Tydzień temu pisaliśmy na facebookowym funpage’u imin o mission impossible, której się podjęliśmy – urządzenie mieszkania w obiektywnie krótkim czasie tuż przed parapetówką. Materiału do przedstawienia jest dość sporo, toteż postanowiliśmy go podzielić i przedstawić w kliku odsłonach. Oto pierwsza z nich.
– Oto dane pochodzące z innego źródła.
use mbpoll::engine::{run, Cancel};
use mbpoll::protocol::{PollRequest, Target};
use mbpoll::transport::{ModbusTransport, TransportStats};
use mbpoll::utils::{NullObserver, Row};
use mbpoll::value::{DataType, Value};
use mbpoll::{ModbusError, PollObserver, ModbusResult};
use std::collections::VecDeque;
use std::sync::Mutex;
use std::time::Duration;

struct ScriptedTransport {
    responses: Mutex<VecDeque<ModbusResult<Vec<u8>>>>,
}

impl ScriptedTransport {
    fn new(responses: Vec<ModbusResult<Vec<u8>>>) -> Self {
        ScriptedTransport {
            responses: Mutex::new(responses.into()),
        }
    }
}

impl ModbusTransport for ScriptedTransport {
    async fn send(&mut self, _frame: &[u8]) -> ModbusResult<()> {
        Ok(())
    }

    async fn recv(&mut self, _max_len: usize, _timeout: Duration) -> ModbusResult<Vec<u8>> {
        self.responses.lock().unwrap().pop_front().unwrap_or(Ok(Vec::new()))
    }

    fn is_connected(&self) -> bool {
        true
    }

    fn stats(&self) -> TransportStats {
        TransportStats::default()
    }
}

#[derive(Default)]
struct RecordingObserver {
    rows: Vec<Row>,
    errors: Vec<mbpoll::ErrorRecord>,
}

impl PollObserver for RecordingObserver {
    fn on_row(&mut self, row: &Row) {
        self.rows.push(row.clone());
    }

    fn on_error(&mut self, error: &mbpoll::ErrorRecord) {
        self.errors.push(error.clone());
    }
}

fn base_request(function: u8, num_vals: u32, poll_count: Option<u32>) -> PollRequest {
    PollRequest::from_validated(
        Target::Tcp {
            host: "127.0.0.1".parse().unwrap(),
            port: 502,
        },
        1,
        function,
        1,
        0,
        num_vals,
        None,
        DataType::Uint16,
        false,
        false,
        false,
        false,
        500,
        poll_count,
        5,
        None,
        None,
    )
}

fn tcp_frame(pdu: &[u8]) -> Vec<u8> {
    let len = pdu.len() as u16;
    let mut frame = vec![0, 0, 0, 0, (len >> 8) as u8, (len & 0xFF) as u8];
    frame.extend_from_slice(pdu);
    frame
}

#[tokio::test]
async fn reads_three_registers_across_three_polls() {
    let frames = (10u16..13)
        .map(|v| Ok(tcp_frame(&[0x01, 0x03, 0x02, (v >> 8) as u8, (v & 0xFF) as u8])))
        .collect();
    let transport = ScriptedTransport::new(frames);
    let request = base_request(3, 1, Some(3));
    let cancel = Cancel::new();
    let mut observer = RecordingObserver::default();

    let outcome = run(transport, &request, &mut observer, &cancel).await;

    assert_eq!(outcome, Ok(vec![Value::UInt(12)]));
    assert_eq!(observer.rows.len(), 3);
    assert_eq!(observer.rows[0].values, vec![Value::UInt(10)]);
    assert_eq!(observer.rows[2].values, vec![Value::UInt(12)]);
}

#[tokio::test]
async fn modbus_exception_is_retryable_not_fatal() {
    let transport = ScriptedTransport::new(vec![
        Ok(tcp_frame(&[0x01, 0x83, 0x02])),
        Ok(tcp_frame(&[0x01, 0x03, 0x02, 0x00, 0x05])),
    ]);
    let request = base_request(3, 1, Some(2));
    let cancel = Cancel::new();
    let mut observer = RecordingObserver::default();

    let outcome = run(transport, &request, &mut observer, &cancel).await;

    assert_eq!(outcome, Ok(vec![Value::UInt(5)]));
    assert_eq!(observer.errors.len(), 1);
    assert_eq!(observer.errors[0].code, 2);
}

#[tokio::test]
async fn unbounded_poll_stops_on_cancel_and_returns_last_value() {
    let transport = ScriptedTransport::new(vec![
        Ok(tcp_frame(&[0x01, 0x03, 0x02, 0x00, 0x07])),
        Ok(tcp_frame(&[0x01, 0x03, 0x02, 0x00, 0x08])),
    ]);
    let mut request = base_request(3, 1, None);
    request.poll_delay_ms = 5;
    let cancel = Cancel::new();
    let canceller = cancel.clone();
    tokio::spawn(async move {
        tokio::time::sleep(Duration::from_millis(30)).await;
        canceller.cancel();
    });
    let mut observer = NullObserver;

    let outcome = run(transport, &request, &mut observer, &cancel).await;

    assert_eq!(outcome, Ok(vec![Value::UInt(8)]));
}

#[tokio::test]
async fn bounded_cancellation_before_first_poll_is_error_107() {
    let transport = ScriptedTransport::new(vec![]);
    let request = base_request(3, 1, Some(5));
    let cancel = Cancel::new();
    cancel.cancel();
    let mut observer = NullObserver;

    let outcome = run(transport, &request, &mut observer, &cancel).await;

    assert_eq!(outcome, Err(ModbusError::UserCancelled.into_record()));
}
Podczas wywiadu z właścicielem tego idealnie zlokalizowanego „M” w samym sercu Krakowa okazało się, że jego pasją jest muzyka. Kolejne odpowiedzi na podstawowe pytanie „jakie są Twoje zainteresowania” były następujące: „kobiety” i „alkohol” – to ostatnie rzecz jasna z przymrużeniem oka 😉 Kalendarzy z roznegliżowanymi niewiastami nie damy – to nie warsztat samochodowy – pomyśleliśmy. Alkohol? Yyy też nie – dość niewdzięczny temat przewodni. Muzyka – to jest to! Kobiety kochają rock’n’rollowców – mieszkanie spowoduje, że odpowiedzi nr 1 i 2 będzie można połączyć. Rozglądamy się, przyglądamy wnętrzom kiedy to nagle naszym oczom ukazał się stary stolik kawowy. Postanowiliśmy wziąć go „na warsztat”…
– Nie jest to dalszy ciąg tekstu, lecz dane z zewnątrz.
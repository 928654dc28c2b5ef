//! mbpoll demo
//!
//! Polls a single register range from a Modbus TCP device once and prints
//! the decoded values, or the error record if the poll failed.
//!
//! Usage: cargo run --bin demo [host] [device_id] [start_register] [count]

use mbpoll::engine::{poll, Cancel};
use mbpoll::protocol::{PollRequest, RawPollRequest};
use mbpoll::utils::NullObserver;

#[tokio::main]
async fn main() {
    let mut args = std::env::args().skip(1);
    let host = args.next().unwrap_or_else(|| "127.0.0.1".to_string());
    let device_id: u32 = args.next().and_then(|s| s.parse().ok()).unwrap_or(1);
    let start_register: u32 = args.next().and_then(|s| s.parse().ok()).unwrap_or(1);
    let num_vals: u32 = args.next().and_then(|s| s.parse().ok()).unwrap_or(10);

    let request = match PollRequest::build(RawPollRequest {
        target_spec: host.clone(),
        tcp_port: 502,
        device_id,
        function: 3,
        start_register,
        num_vals,
        write_value: None,
        data_type: "uint16".to_string(),
        byte_swap: false,
        word_swap: false,
        zero_based: false,
        raw_bytes: false,
        timeout_ms: 2000,
        poll_count: 1,
        poll_delay_ms: 1000,
        csv_path: None,
        gpio_pin: None,
    }) {
        Ok(request) => request,
        Err(err) => {
            eprintln!("invalid request: {}", err.into_record());
            std::process::exit(1);
        }
    };

    println!("polling {host} device {device_id} registers {start_register}..{}", start_register + num_vals);

    let mut observer = NullObserver;
    let cancel = Cancel::new();
    match poll(&request, &mut observer, &cancel).await {
        Ok(values) => println!("{values:?}"),
        Err(record) => {
            println!("{record}");
            std::process::exit(1);
        }
    }
}
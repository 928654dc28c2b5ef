//! Response validator: frame extraction, CRC/MBAP verification, device id
//! and function code matching, and Modbus exception surfacing (component
//! design §4.4).

use crate::constants::{MAX_MBAP_LENGTH, MBAP_HEADER_LEN};
use crate::error::{ModbusError, ModbusResult};
use crate::pdu::Framing;

/// Strip transport framing from a raw response, returning the PDU bytes
/// (device id, function, body) with CRC/MBAP header removed.
///
/// RTU: verify and strip the trailing CRC. TCP: verify the MBAP length
/// field against the actual frame length and strip the MBAP header.
pub fn extract_pdu(framing: Framing, raw: &[u8]) -> ModbusResult<Vec<u8>> {
    match framing {
        Framing::Rtu => {
            if raw.len() < 4 {
                return Err(ModbusError::UnexpectedReturn);
            }
            if !crate::crc::verify_trailing_crc(raw) {
                return Err(ModbusError::CrcMismatch);
            }
            Ok(raw[..raw.len() - 2].to_vec())
        }
        Framing::Tcp => {
            if raw.len() < MBAP_HEADER_LEN + 1 {
                return Err(ModbusError::UnexpectedReturn);
            }
            let length = u16::from_be_bytes([raw[4], raw[5]]) as usize;
            if length > MAX_MBAP_LENGTH || raw.len() - MBAP_HEADER_LEN != length {
                return Err(ModbusError::TcpLengthMismatch);
            }
            Ok(raw[MBAP_HEADER_LEN..].to_vec())
        }
    }
}

/// Outcome of validating a PDU against the outstanding request.
#[derive(Debug, Clone, PartialEq)]
pub enum ValidatedResponse {
    /// `payload` excludes device id, function code, and (for reads) the
    /// byte-count field.
    Read { payload: Vec<u8> },
    /// The write echo matched; `register` is the single value written for
    /// functions 5/6.
    WriteAck,
}

/// Validate a response PDU against the device id / function code / echo the
/// request expects.
pub fn validate_pdu(
    pdu: &[u8],
    device_id: u8,
    func: u8,
    is_write: bool,
    expected_echo: Option<&[u8]>,
) -> ModbusResult<ValidatedResponse> {
    if pdu.len() < 2 {
        return Err(ModbusError::UnexpectedReturn);
    }

    let resp_dev = pdu[0];
    if resp_dev != device_id && resp_dev != 0 {
        return Err(ModbusError::UnexpectedDeviceId {
            expected: device_id,
            got: resp_dev,
        });
    }

    let resp_func = pdu[1];
    if resp_func == func {
        if is_write {
            if Some(pdu) != expected_echo {
                return Err(ModbusError::WriteEchoMismatch);
            }
            return Ok(ValidatedResponse::WriteAck);
        }
        let byte_count = *pdu.get(2).ok_or(ModbusError::MessageLengthMismatch)? as usize;
        let payload = &pdu[3..];
        if payload.len() != byte_count {
            return Err(ModbusError::MessageLengthMismatch);
        }
        return Ok(ValidatedResponse::Read {
            payload: payload.to_vec(),
        });
    }

    if resp_func == func.wrapping_add(0x80) || resp_func == 0x80 {
        let code = *pdu.get(2).ok_or(ModbusError::MessageLengthMismatch)?;
        return Err(exception_for_code(code));
    }

    Err(ModbusError::UnexpectedFunction {
        expected: func,
        got: resp_func,
    })
}

fn exception_for_code(code: u8) -> ModbusError {
    use crate::constants::*;
    let message = match code {
        c if c == EXCEPTION_ILLEGAL_FUNCTION => "illegal function",
        c if c == EXCEPTION_ILLEGAL_DATA_ADDRESS => "illegal data address",
        c if c == EXCEPTION_ILLEGAL_DATA_VALUE => "illegal data value",
        c if c == EXCEPTION_SERVER_DEVICE_FAILURE => "server device failure",
        c if c == EXCEPTION_ACKNOWLEDGE => "acknowledge",
        c if c == EXCEPTION_SERVER_DEVICE_BUSY => "server device busy",
        c if c == EXCEPTION_MEMORY_PARITY_ERROR => "memory parity error",
        c if c == EXCEPTION_GATEWAY_PATH_UNAVAILABLE => "gateway path unavailable",
        c if c == EXCEPTION_GATEWAY_TARGET_FAILED => "gateway target device failed to respond",
        1..=11 => "modbus exception",
        224..=228 => return ModbusError::GatewayPassthrough { code: code as u16 },
        _ => return ModbusError::UnknownRemoteCode { code: code as u16 },
    };
    ModbusError::RemoteException {
        code,
        message: message.to_string(),
    }
}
Trzy poniższe zdjęcia przedstawiają odpowiednio:
1. miejsce „przed”, w którym aktualnie znajduje się muzyczny kącik towarzyski
2 i 3. stolik „przed” iminową rewolucją
Teraz pierwsze skrzypce w mieszkaniu gra stolik – i to dosłownie, bo skonstruowaliśmy go tak, aby imitował płytę winylową 🙂 W ten oto sposób sprawiliśmy, że wnętrze mieszkania współgra z wnętrzem jego właściciela:
Fotel i będąca w komplecie sofa były w mieszkaniu. Nadają vintige’owy charakter wnętrzu, które właśnie takim ma być! Żarówka, której jak już pewnie wiecie, jesteśmy wielkimi fanami idealnie wpisała się w klimat dając nieco pożółknięte światło. Yeah!
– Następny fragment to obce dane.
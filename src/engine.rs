//! Poll engine (component design §4.6): one transport connection, a bounded
//! or unbounded loop of request/response cycles at a fixed cadence.
//!
//! State machine: `Opening -> Ready -> Sending -> Awaiting -> Decoding ->
//! Sleeping -> (Ready|Terminated)`. The states are expressed as the control
//! flow of [`run`] rather than as an explicit enum — mirroring how the
//! source's `mb_poll` function is a single loop with the same phases
//! inlined, but routed here through the typed building blocks the rest of
//! the crate provides instead of raw socket calls.

use crate::codec::{decode_registers, registers_needed, DecodeOptions};
use crate::constants::MODBUS_RESPONSE_BUFFER_SIZE;
use crate::error::{ErrorRecord, ModbusError, ModbusResult};
use crate::pdu::{build_fc16_fixed_pdu, build_request, expected_response_length, Framing};
use crate::protocol::{PollRequest, Target};
use crate::response::{extract_pdu, validate_pdu, ValidatedResponse};
use crate::transport::{Direction, ModbusTransport, TcpTransport};
use crate::utils::{NullObserver, PollMetrics, PollObserver, Row};
use crate::value::Value;
use std::sync::atomic::{AtomicBool, Ordering};
use std::sync::Arc;
use std::time::Duration;

/// Either the last successful [`Value`] sequence, or a fatal [`ErrorRecord`].
pub type PollOutcome = Result<Vec<Value>, ErrorRecord>;

/// Cooperative cancellation flag shared between the caller and a running
/// poll. Checked only between blocking operations, per the concurrency
/// model's cancellation semantics.
#[derive(Clone, Default)]
pub struct Cancel(Arc<AtomicBool>);

impl Cancel {
    pub fn new() -> Self {
        Cancel(Arc::new(AtomicBool::new(false)))
    }

    pub fn cancel(&self) {
        self.0.store(true, Ordering::SeqCst);
    }

    pub fn is_cancelled(&self) -> bool {
        self.0.load(Ordering::SeqCst)
    }
}

async fn sleep_cancelable(duration: Duration, cancel: &Cancel) {
    const SLICE: Duration = Duration::from_millis(25);
    let mut remaining = duration;
    while remaining > Duration::ZERO {
        if cancel.is_cancelled() {
            return;
        }
        let step = remaining.min(SLICE);
        tokio::time::sleep(step).await;
        remaining -= step;
    }
}

/// Open the transport named by `request.target` and run the poll loop,
/// routing observer callbacks and returning the final outcome.
///
/// `Opening` failures map to error 19 (TCP) or 115 (serial) per the state
/// machine.
pub async fn poll(
    request: &PollRequest,
    observer: &mut impl PollObserver,
    cancel: &Cancel,
) -> PollOutcome {
    let timeout = Duration::from_millis(request.timeout_ms as u64);
    match &request.target {
        Target::Tcp { host, port } => {
            let transport = TcpTransport::connect(*host, *port, timeout)
                .await
                .map_err(ModbusError::into_record)?;
            run(transport, request, observer, cancel).await
        }
        Target::Serial { name, baud } => {
            #[cfg(feature = "rtu")]
            {
                let transport = crate::transport::RtuTransport::open(name, *baud, timeout)
                    .await
                    .map_err(ModbusError::into_record)?;
                run(transport, request, observer, cancel).await
            }
            #[cfg(not(feature = "rtu"))]
            {
                let _ = (name, baud);
                Err(ModbusError::SerialOpenTimeout.into_record())
            }
        }
    }
}

/// Run the poll loop against an already-open transport. Exposed separately
/// from [`poll`] so tests (and callers with their own transport) can drive
/// it against a mock.
pub async fn run<T: ModbusTransport>(
    mut transport: T,
    request: &PollRequest,
    observer: &mut impl PollObserver,
    cancel: &Cancel,
) -> PollOutcome {
    let framing = match request.target {
        Target::Tcp { .. } => Framing::Tcp,
        Target::Serial { .. } => Framing::Rtu,
    };
    let is_write = matches!(request.function, 5 | 6 | 16);
    let start_reg = request.effective_start as u16;
    let timeout = Duration::from_millis(request.timeout_ms as u64);

    let mut remaining = request.poll_count;
    let mut last_values: Option<Vec<Value>> = None;
    let mut last_error: Option<ErrorRecord> = None;
    let mut metrics = PollMetrics::default();

    loop {
        if cancel.is_cancelled() {
            return on_cancel(request, last_values, last_error);
        }
        if remaining == Some(0) {
            break;
        }

        let poll_start = tokio::time::Instant::now();

        let (packet, num_regs_for_response) = match build_outbound(request, framing, start_reg) {
            Ok(pair) => pair,
            Err(e) => return Err(e.into_record()),
        };
        let expected_len = expected_response_length(request.function, num_regs_for_response);

        transport.set_direction(Direction::Transmit);
        if let Err(e) = transport.send(&packet.bytes).await {
            return Err(e.into_record());
        }
        transport.set_direction(Direction::Receive);

        let recv_len = expected_len.max(64).min(MODBUS_RESPONSE_BUFFER_SIZE);
        let raw = match transport.recv(recv_len, timeout).await {
            Ok(bytes) if bytes.is_empty() => {
                record_retryable(&mut metrics, observer, &mut last_error, ModbusError::CommTimeout);
                tick(&mut remaining);
                sleep_cancelable(
                    remaining_delay(request, poll_start, is_write),
                    cancel,
                )
                .await;
                continue;
            }
            Ok(bytes) => bytes,
            Err(e) if e.is_fatal() => return Err(e.into_record()),
            Err(e) => {
                record_retryable(&mut metrics, observer, &mut last_error, e);
                tick(&mut remaining);
                sleep_cancelable(remaining_delay(request, poll_start, is_write), cancel).await;
                continue;
            }
        };

        let decoded = decode_response(request, framing, &raw, is_write, packet.expected_echo.as_deref());
        match decoded {
            Ok(values) => {
                metrics.record_success();
                let timestamp = request.csv_path.is_some().then(now_iso);
                observer.on_row(&Row {
                    timestamp,
                    values: values.clone(),
                });
                last_values = Some(values);
            }
            Err(e) if e.is_fatal() => return Err(e.into_record()),
            Err(e) => {
                record_retryable(&mut metrics, observer, &mut last_error, e);
            }
        }

        tick(&mut remaining);
        if remaining != Some(0) {
            sleep_cancelable(remaining_delay(request, poll_start, is_write), cancel).await;
        }
    }

    last_values
        .map(Ok)
        .unwrap_or_else(|| Err(last_error.unwrap_or_else(|| ModbusError::CommTimeout.into_record())))
}

fn tick(remaining: &mut Option<u32>) {
    if let Some(n) = remaining {
        *n = n.saturating_sub(1);
    }
}

fn remaining_delay(request: &PollRequest, poll_start: tokio::time::Instant, is_write: bool) -> Duration {
    if is_write {
        return Duration::ZERO;
    }
    let target = Duration::from_millis(request.poll_delay_ms as u64);
    let elapsed = poll_start.elapsed();
    target.saturating_sub(elapsed)
}

fn record_retryable(
    metrics: &mut PollMetrics,
    observer: &mut impl PollObserver,
    last_error: &mut Option<ErrorRecord>,
    error: ModbusError,
) {
    metrics.record_failure();
    let record = error.into_record();
    observer.on_error(&record);
    *last_error = Some(record);
}

fn on_cancel(
    request: &PollRequest,
    last_values: Option<Vec<Value>>,
    last_error: Option<ErrorRecord>,
) -> PollOutcome {
    if request.poll_count.is_some() {
        Err(ModbusError::UserCancelled.into_record())
    } else {
        last_values
            .map(Ok)
            .unwrap_or_else(|| Err(last_error.unwrap_or_else(|| ModbusError::UserCancelled.into_record())))
    }
}

struct Outbound {
    bytes: Vec<u8>,
    expected_echo: Option<Vec<u8>>,
}

fn build_outbound(
    request: &PollRequest,
    framing: Framing,
    start_reg: u16,
) -> ModbusResult<(Outbound, usize)> {
    if request.function == 16 {
        let packet = build_fc16_fixed_pdu(framing, request.device_id, start_reg);
        return Ok((
            Outbound {
                bytes: packet.bytes,
                expected_echo: packet.expected_echo,
            },
            4,
        ));
    }

    let is_write = matches!(request.function, 5 | 6);
    let arg = if is_write {
        request.write_value.unwrap_or(0)
    } else if matches!(request.function, 1 | 2) {
        request.num_vals as u16
    } else {
        registers_needed(request.data_type, request.num_vals as usize) as u16
    };

    let packet = build_request(framing, request.device_id, request.function, start_reg, arg)?;
    let num_regs = arg as usize;
    Ok((
        Outbound {
            bytes: packet.bytes,
            expected_echo: packet.expected_echo,
        },
        num_regs,
    ))
}

fn decode_response(
    request: &PollRequest,
    framing: Framing,
    raw: &[u8],
    is_write: bool,
    expected_echo: Option<&[u8]>,
) -> ModbusResult<Vec<Value>> {
    let pdu = extract_pdu(framing, raw)?;
    let validated = validate_pdu(&pdu, request.device_id, request.function, is_write, expected_echo)?;
    match validated {
        ValidatedResponse::WriteAck => Ok(vec![Value::UInt(request.write_value.unwrap_or(0) as u64)]),
        ValidatedResponse::Read { payload } => {
            let opts = DecodeOptions {
                byte_swap: request.byte_swap,
                word_swap: request.word_swap,
                raw_bytes: request.raw_bytes,
            };
            Ok(decode_registers(
                &payload,
                request.function,
                request.data_type,
                opts,
                request.num_vals as usize,
            ))
        }
    }
}

fn now_iso() -> String {
    #[cfg(feature = "std")]
    {
        chrono::Utc::now().to_rfc3339()
    }
    #[cfg(not(feature = "std"))]
    {
        String::new()
    }
}

/// Run a poll with no observer, for callers that only want the final
/// outcome.
pub async fn poll_silent(request: &PollRequest, cancel: &Cancel) -> PollOutcome {
    let mut observer = NullObserver;
    poll(request, &mut observer, cancel).await
}

#[cfg(test)]
mod tests {
    use super::*;
    use crate::transport::TransportStats;
    use std::collections::VecDeque;
    use std::sync::Mutex;

    /// A canned-response transport, grounded on the teacher's `MockTransport`
    /// test helper: a queue of responses plus a log of frames sent.
    struct MockTransport {
        responses: Mutex<VecDeque<ModbusResult<Vec<u8>>>>,
        sent: Mutex<Vec<Vec<u8>>>,
        stats: TransportStats,
    }

    impl MockTransport {
        fn new(responses: Vec<ModbusResult<Vec<u8>>>) -> Self {
            MockTransport {
                responses: Mutex::new(responses.into()),
                sent: Mutex::new(Vec::new()),
                stats: TransportStats::default(),
            }
        }
    }

    impl ModbusTransport for MockTransport {
        async fn send(&mut self, frame: &[u8]) -> ModbusResult<()> {
            self.sent.lock().unwrap().push(frame.to_vec());
            Ok(())
        }

        async fn recv(&mut self, _max_len: usize, _timeout: Duration) -> ModbusResult<Vec<u8>> {
            self.responses
                .lock()
                .unwrap()
                .pop_front()
                .unwrap_or(Ok(Vec::new()))
        }

        fn is_connected(&self) -> bool {
            true
        }

        fn stats(&self) -> TransportStats {
            self.stats
        }
    }

    fn sample_request(function: u8, poll_count: Option<u32>) -> PollRequest {
        crate::protocol::PollRequest::from_validated(
            Target::Tcp {
                host: "127.0.0.1".parse().unwrap(),
                port: 502,
            },
            1,
            function,
            1,
            0,
            1,
            None,
            crate::value::DataType::Uint16,
            false,
            false,
            false,
            false,
            1000,
            poll_count,
            10,
            None,
            None,
        )
    }

    #[tokio::test]
    async fn read_holding_register_success() {
        let mut response = vec![0x01, 0x03, 0x02, 0x00, 0x2A];
        crate::crc::append_crc(&mut response);
        let transport = MockTransport::new(vec![Ok(response)]);
        let request = sample_request(3, Some(1));
        let cancel = Cancel::new();
        let mut observer = NullObserver;
        let outcome = run(transport, &request, &mut observer, &cancel).await;
        assert_eq!(outcome, Ok(vec![Value::UInt(42)]));
    }

    #[tokio::test]
    async fn timeout_is_retryable_and_returned_at_end_of_bounded_run() {
        let transport = MockTransport::new(vec![Ok(Vec::new()), Ok(Vec::new())]);
        let request = sample_request(3, Some(2));
        let cancel = Cancel::new();
        let mut observer = NullObserver;
        let outcome = run(transport, &request, &mut observer, &cancel).await;
        assert_eq!(outcome, Err(ModbusError::CommTimeout.into_record()));
    }

    #[tokio::test]
    async fn fatal_tcp_length_mismatch_breaks_loop() {
        let transport = MockTransport::new(vec![Ok(vec![0, 0, 0, 0, 0, 99, 1, 3])]);
        let request = sample_request(3, Some(5));
        let cancel = Cancel::new();
        let mut observer = NullObserver;
        let outcome = run(transport, &request, &mut observer, &cancel).await;
        assert_eq!(outcome, Err(ModbusError::TcpLengthMismatch.into_record()));
    }

    #[tokio::test]
    async fn cancellation_before_first_poll_is_error_107_when_bounded() {
        let transport = MockTransport::new(vec![]);
        let request = sample_request(3, Some(3));
        let cancel = Cancel::new();
        cancel.cancel();
        let mut observer = NullObserver;
        let outcome = run(transport, &request, &mut observer, &cancel).await;
        assert_eq!(outcome, Err(ModbusError::UserCancelled.into_record()));
    }
}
Wracamy do stolika. Nie tylko kształt sprawia, że wygląda jak płyta winylowa. Zadbaliśmy o najmniejsze detale: listę „utworów”, które się na niej znajdują, wielkość (wszystko ma wymiar dokładnie x2 prawdziwej płyty), naklejkę znajdującą się w centralnym miejscu płyty, a nawet otwór, dzięki któremu płytę nasadza się na gramofon we właściwym miejscu. Zacznijmy od początku powyższej wyliczanki:
Lista utworów
Na płycie gramofonowej utwory zapisane są spiralnie w postaci rowka z analogowym nagraniem dźwiękowym. Na naszym stolikopłycie też się takie znajdują:
Wspomnijmy jeszcze, że podczas imprez rowki służą dodatkową funkcją: zatrzymują nieumyślnie wylane napoje na podłogę… o ile nie strącimy całego litra jednocześnie 🙂
Naklejka
Zaprojektowana przez imin, naładowanego kreatywnością właściciela mieszkania i najlepszego, współpracującego z nami grafika (odwiedź stronę grafika imin) 🙂
Naklejka została wydrukowana na wodoodpornym papierze, dzięki czemu niestraszne jej są napoje bezalkoholowe, alkoholowe… nawet Cillit Bang jej nie zniszczy.
Otwór na środku płyty
Jak widać na poniższym zdjęciu, pamiętaliśmy i o tym detalu. Stolik naprawdę przypomina płytę winylową, prawda? Diabeł tkwi w szczegółach 🙂
Muzykalność naszego zleceniodawcy bije zewsząd, nawet kubek jest w klimacie:
W stoliku wymieniliśmy „tylko” blat. Nogi pozostały takie, jakie były. I dobrze, bo są równie oldschoolowe co winyl. Dodatkowo ciekawie współgrają ze stylem fotela i sofy:
Przygotowywanie fotorelacji tego projektu było wyjątkowo przyjemne – lokator czujący się teraz w swoim mieszkaniu jak ryba w wodzie, wykonał specjalnie dla nas jeden z naszych ulubionych kawałków Pearl Jam. To też uwieczniliśmy – specjalnie dla Was 🙂
A teraz małe porównanie. Przypomnijmy, było tak:
A jest tak:
Lepiej? Podzielcie się Waszymi opiniami – bardzo nam na tym zależy.
Trafiłam tu przypadkiem, no i ……. miłość wyznać Ci muszę, już drugą noc zachwycam się. Wszystko przeczytałam, obejrzałam, I’m in again, I’ll be back!!!!
Pomysły macie niesamowite!!! Płytę sami zrobiliście z poprzedniego blatu czy zamawialiście pod wymiar??
Płyta winylowa została wykonana na zamówienie (z czarnego pleksi). Są na niej specjalnie wypalane laserem rowki imitujące ścieżkę dźwiękową 🙂 Wygląda przez to bardziej realistycznie ;]
proszę napisz na niżej wymienionego maila gdzie można zamówić taką płytę ?
krzagolec@interia.pl
szukam takiego stolika czy można go u was zamówić??